Por tanto, la clave del feminismo es conseguir la igualdad de género o entre los géneros, superar las desventajas relativas y la discriminación de las mujeres. Dicho de otro modo, el objetivo es que la diferenciación de géneros y su construcción sociohistórica no supongan desigualdad real y de derechos y, por tanto, no tengan un peso sustantivo en la distribución y el reconocimiento de estatus y poder.

En ese sentido, se rompen los géneros como funciones sociales desiguales impuestas por el orden establecido, patriarcal-capitalista, que se ve favorecido por esa segregación por sexo. Supone un largo y persistente proceso individual y colectivo para superar las profundas causas estructurales y de dominación en que se basan esa segmentación. Igualdad y emancipación están entrelazadas frente a una realidad de género ambivalente.

A partir de esa posición compartida mayoritariamente en los feminismos, en el contexto de la polémica suscitada estas semanas en torno al proyecto de ley gubernamental sobre la libertad sexual y los derechos de las personas transexuales, desde la sociología crítica expongo algunas reflexiones sobre las insuficiencias teóricas esencialistas y posestructuralistas y su influencia en la concepción de la identidad y la formación del sujeto feminista. Además, en continuidad con un ensayo reciente (Sujeto y cambio feminista), destacaré el carácter social, no solo cultural, del movimiento feminista y el sentido del debate actual.

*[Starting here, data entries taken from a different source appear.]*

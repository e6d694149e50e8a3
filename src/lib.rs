//! A small embeddable rule-expression language.
//!
//! Expressions are written in a prefix S-expression surface (an infix
//! surface is available behind an option), compiled once against a frozen
//! [`Environment`], and evaluated many times against per-call [`Binding`]s.
//! Compilation parses, optimizes, bounds-checks and finally flattens the
//! expression into an immutable instruction array; evaluation is a single
//! non-recursive scan with precomputed short-circuit jumps, safe to run
//! concurrently from any number of threads over one shared [`Program`].
//!
//! ```
//! use sift::{Bindings, Environment};
//!
//! let env = Environment::builder()
//!     .variable("age")
//!     .variable("country")
//!     .freeze();
//! let program = sift::compile(&env, r#"(and (>= age 18) (= country "SE"))"#)?;
//!
//! let mut bindings = Bindings::new();
//! bindings.set_slot(0, 30i64).set_slot(1, "SE");
//! assert!(program.evaluate_bool(&bindings)?);
//! # Ok::<(), Box<dyn std::error::Error>>(())
//! ```
pub mod ast;
pub mod checker;
pub mod env;
mod error;
pub mod eval;
pub mod lexer;
pub mod ops;
mod optimizer;
pub mod parser;
pub mod program;
pub mod value;

pub use env::{CostCategory, CostModel, Environment, EnvironmentBuilder, Options};
pub use error::CompileError;
pub use eval::{Binding, Bindings, EvalError};
pub use ops::{CustomFn, OpContext, OperatorError};
pub use program::Program;
pub use value::Value;

/// Compile a source text against an environment.
///
/// The environment is cloned first and per-source directives from the
/// leading comment block are applied to the clone, so one caller's
/// directives never affect another compile using the same environment.
pub fn compile(env: &Environment, source: &str) -> Result<Program, CompileError> {
    let tokens = lexer::lex(source)?;
    let mut env = env.clone();
    env::apply_directives(&mut env.options, &tokens)?;
    let mut ast = if env.options.infix {
        parser::infix::parse(&tokens, &env)?
    } else {
        parser::parse(&tokens, &env)?
    };
    optimizer::run(&env, &mut ast);
    checker::check(&ast)?;
    let mut program = program::Builder::build(&ast);
    if env.options.trace {
        program = program.expanded();
    }
    tracing::debug!(source_len = source.len(), program_len = program.len(), "compiled");
    Ok(program)
}
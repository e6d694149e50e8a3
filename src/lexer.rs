//! Tokenization of rule-expression source text.
//!
//! The token set is deliberately small: parentheses, integers, strings,
//! identifiers and comments. Identifiers cover operator names such as `<=`
//! or `ver<` as well as variable and constant names, so the lexer never
//! needs to know what the environment will resolve a name to.
pub use logos::Span;
use logos::{Lexer, Logos};

fn parse_int(lexer: &mut Lexer<Token>) -> Result<i64, LexError> {
    lexer
        .slice()
        .parse::<i64>()
        .map_err(|_| LexError::IntegerOverflow)
}

fn unescape_string(lexer: &mut Lexer<Token>) -> Result<Box<str>, LexError> {
    // Strip the surrounding quotes
    let raw = &lexer.slice()[1..lexer.slice().len() - 1];
    let mut built = String::with_capacity(raw.len());
    let mut chars = raw.chars();
    while let Some(chr) = chars.next() {
        match chr {
            '\\' => match chars.next() {
                Some('"') => built.push('"'),
                Some('\\') => built.push('\\'),
                Some('n') => built.push('\n'),
                Some('t') => built.push('\t'),
                Some(c) => return Err(LexError::BadEscape(c)),
                None => return Err(LexError::BadEscape('\\')),
            },
            c => built.push(c),
        }
    }
    Ok(Box::from(built.as_str()))
}

fn comment_text(lexer: &mut Lexer<Token>) -> Box<str> {
    // Drop the leading `;` run and surrounding whitespace
    Box::from(lexer.slice().trim_start_matches(';').trim())
}

#[derive(Logos, Debug, Clone, PartialEq)]
#[logos(skip r"[ \t\r\n]+", error = LexError)]
pub enum Token {
    #[token("(")]
    LParen,

    #[token(")")]
    RParen,

    #[regex(r"-?[0-9]+", parse_int, priority = 10)]
    Integer(i64),

    #[regex(r#""([^"\\]|\\.)*""#, unescape_string)]
    Str(Box<str>),

    #[regex(
        r"[A-Za-z_+\-*/%<>=!?.][A-Za-z0-9_+\-*/%<>=!?.]*",
        |lex| Box::from(lex.slice())
    )]
    Ident(Box<str>),

    #[regex(r";[^\n]*", comment_text)]
    Comment(Box<str>),
}

#[derive(thiserror::Error, Debug, Clone, PartialEq, Default)]
pub enum LexError {
    #[default]
    #[error("unexpected character")]
    Unexpected,
    #[error("invalid escape sequence `\\{0}` in string")]
    BadEscape(char),
    #[error("integer literal does not fit in 64 bits")]
    IntegerOverflow,
}

/// Tokenize a whole source string, keeping spans for error reporting.
pub fn lex(source: &str) -> Result<Vec<(Token, Span)>, (LexError, Span)> {
    let mut tokens = Vec::new();
    for (token, span) in Token::lexer(source).spanned() {
        match token {
            Ok(tok) => tokens.push((tok, span)),
            Err(err) => return Err((err, span)),
        }
    }
    Ok(tokens)
}

#[cfg(test)]
mod tests {
    use super::*;
    use assert2::{check, let_assert};

    fn kinds(source: &str) -> Vec<Token> {
        lex(source).unwrap().into_iter().map(|(t, _)| t).collect()
    }

    #[test]
    fn lexes_call_syntax() {
        check!(
            kinds("(<= age 3)")
                == vec![
                    Token::LParen,
                    Token::Ident(Box::from("<=")),
                    Token::Ident(Box::from("age")),
                    Token::Integer(3),
                    Token::RParen,
                ]
        );
    }

    #[test]
    fn negative_integers_are_single_tokens() {
        check!(kinds("-42") == vec![Token::Integer(-42)]);
        // a bare minus is an identifier (the subtraction operator)
        check!(kinds("-") == vec![Token::Ident(Box::from("-"))]);
    }

    #[test]
    fn strings_unescape() {
        check!(kinds(r#""a\"b\n""#) == vec![Token::Str(Box::from("a\"b\n"))]);
        let_assert!(Err((LexError::BadEscape('q'), _)) = lex(r#""\q""#));
    }

    #[test]
    fn comments_capture_their_text() {
        check!(
            kinds("; fold: false\n1")
                == vec![Token::Comment(Box::from("fold: false")), Token::Integer(1)]
        );
    }

    #[test]
    fn unterminated_string_is_an_error() {
        let_assert!(Err((LexError::Unexpected, span)) = lex("\"oops"));
        check!(span.start == 0);
    }

    #[test]
    fn overflowing_integer_is_an_error() {
        let_assert!(Err((LexError::IntegerOverflow, _)) = lex("99999999999999999999"));
    }
}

Ni determinismo esencialista, ni posestructuralismo

En el movimiento feminista, al igual que en la sociedad, confluyen diversas corrientes de pensamiento, desde las estructuralistas, más o menos anticapitalistas, hasta las posestructuralistas, más o menos voluntaristas, pasando por ideas socioliberales y deterministas o esencialistas (biológicas, económicas, étnicas, institucionalistas, culturalistas), así como por posiciones más realistas, relacionales y sociohistóricas. Todo ello con mezclas distintas y con pragmatismos eclécticos. Dejo al margen la inadecuación de las doctrinas funcionalistas, liberales y conservadoras.

Desde mi punto de vista, la diferenciación principal en el seno del feminismo hay que plantearla en función de su actividad y capacidad transformadora de las relaciones de desigualdad y subordinación de las mujeres. Así, respecto del avance real en la igualdad y la emancipación, existen dos grandes corrientes: el feminismo crítico, popular y transformador, y el feminismo socioliberal, retórico y formalista. No obstante, el debate de ideas es importante y se entrecruza con las alternativas y las prácticas sociopolíticas y culturales del movimiento feminista.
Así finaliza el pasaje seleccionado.